North America, United States, Utah, Canyonlands National Park

  • Climbs And Expeditions
  • Climb Year:
  • Publication Year: 1988

Canyonlands National Park. A free climbing permit is now required in both Arches and Canyonlands National Parks. Druid Arch's south leg, east side, was climbed solo on February 7 and 8 by Paul Midkiff. This arch is in the Needles district of the park. North Butte of the Cross was first climbed by Paul Horton and Lyn Watson on May 15. They used no pitons or bolts (III, 5.9). It is near the northeastern border of the Glen Canyon National Recreational Area in the Maze of Canyonlands National Park. Four new routes were established in Lockhart Canyon on the cliffs behind the sandbar which is the first stop on the Colorado River for those running Cataract Canyon. The site is 20 miles down river from the standard put-in at the Potash Mine. This is roughly five miles southwest of Monster and Washerwoman Towers, although the climbs can only be reached by river. These routes were climbed in July by Mike Mayer, Brett Maurer and Christine Blackman: Fist Fight (I, 5.10b), Beach Layback (I, 5.8), Dawn Delight (I, 5.10a) and Finger Fun (I, 5.11b). In the Taylor Canyon area of Canyonlands National Park a number of new climbs were made. Saddle Tower Buttress was climbed by Tom Thomas and Dan Mathews (IV, 5.11-, A2).
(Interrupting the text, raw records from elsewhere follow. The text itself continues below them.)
use chrono::NaiveDate;
use rust_decimal::Decimal;

use crate::calendar::TradingCalendar;
use crate::ledger::PRICE_DP;
use crate::prices::PriceIndex;

/// Outcome of resolving a nominal vest date against market data.
///
/// The actual date is always present. The price fields degrade in order: no
/// USD close means no rate and no GBP price is reported; a USD close without
/// a published rate leaves only the USD price; the GBP price exists only when
/// both inputs do. Callers branch on which fields are present to decide
/// whether a record is priced, partially priced or unresolved.
#[derive(Debug, Clone, Copy, PartialEq, Eq)]
pub struct ResolvedPrice {
    pub actual_date: NaiveDate,
    pub usd_price: Option<Decimal>,
    pub fx_rate: Option<Decimal>,
    pub gbp_price: Option<Decimal>,
}

/// Resolves nominal event dates to trading dates and prices them.
///
/// Shares the calendar and price index read-only; resolution has no side
/// effects beyond warning logs for data gaps.
pub struct VestPriceResolver<'a> {
    calendar: &'a TradingCalendar,
    prices: &'a PriceIndex,
}

impl<'a> VestPriceResolver<'a> {
    pub fn new(calendar: &'a TradingCalendar, prices: &'a PriceIndex) -> Self {
        VestPriceResolver { calendar, prices }
    }

    /// Resolve `nominal` to the next business day and look up prices there.
    ///
    /// Missing data is a warnable condition, never a failure.
    pub fn resolve(&self, nominal: NaiveDate) -> ResolvedPrice {
        let actual_date = self.calendar.next_business_day(nominal);

        let usd_price = match self.prices.usd_price(actual_date) {
            Some(price) => price,
            None => {
                log::warn!("No stock price found for {}", actual_date);
                return ResolvedPrice {
                    actual_date,
                    usd_price: None,
                    fx_rate: None,
                    gbp_price: None,
                };
            }
        };

        let fx_rate = match self.prices.fx_rate(actual_date) {
            Some(rate) => rate,
            None => {
                log::warn!("No exchange rate found for {}", actual_date);
                return ResolvedPrice {
                    actual_date,
                    usd_price: Some(usd_price),
                    fx_rate: None,
                    gbp_price: None,
                };
            }
        };

        let gbp_price = (usd_price / fx_rate).round_dp(PRICE_DP);
        ResolvedPrice {
            actual_date,
            usd_price: Some(usd_price),
            fx_rate: Some(fx_rate),
            gbp_price: Some(gbp_price),
        }
    }
}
The tower is at the head of Rough Canyon, an offshoot of Taylor Canyon in the northwestern part of the park. The same pair made the first ascent of Ekker Butte (II, 5.11-), in the Maze district of the park. Antelope Tower was climbed by Thomas and Tony Moats (II, 5.10, A2). This is near Horseshoe Canyon. Jake Tratiak and Robert Alledrege climbed Monkey Pin (I, 5.8) 2½ miles from the junction of Beef Basin Road #104 and Bobbys Hole Road in the Needles District of the park.